> **Activity**: The response should consist of the records, reproduced exactly.

____

/*!
 * Process Scheduling Simulator Library
 * Discrete-time scheduler engine exposed as a library
 */

pub mod core;
pub mod monitoring;
pub mod process;
pub mod scheduler;

// Re-exports
pub use crate::core::errors::{SchedulerError, SchedulerResult};
pub use crate::core::types::{Burst, Pid, Priority, Tick};
pub use monitoring::init_tracing;
pub use process::{BlockReason, Process, ProcessSpec, ProcessState, ResourceUsage};
pub use scheduler::{
    BlockKind, ClassPolicy, ClockCommand, ClockTask, DependencyRelease, Message, PriorityPolicy,
    Scheduler, SchedulerSnapshot, SchedulerStats, SharedScheduler, SimConfig, TickReport,
};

____

> **Result of the exercise**:
/*!
 * Process Scheduling Simulator Library
 * Discrete-time scheduler engine exposed as a library
 */

pub mod core;
pub mod monitoring;
pub mod process;
pub mod scheduler;

// Re-exports
pub use crate::core::errors::{SchedulerError, SchedulerResult};
pub use crate::core::types::{Burst, Pid, Priority, Tick};
pub use monitoring::init_tracing;
pub use process::{BlockReason, Process, ProcessSpec, ProcessState, ResourceUsage};
pub use scheduler::{
    BlockKind, ClassPolicy, ClockCommand, ClockTask, DependencyRelease, Message, PriorityPolicy,
    Scheduler, SchedulerSnapshot, SchedulerStats, SharedScheduler, SimConfig, TickReport,
};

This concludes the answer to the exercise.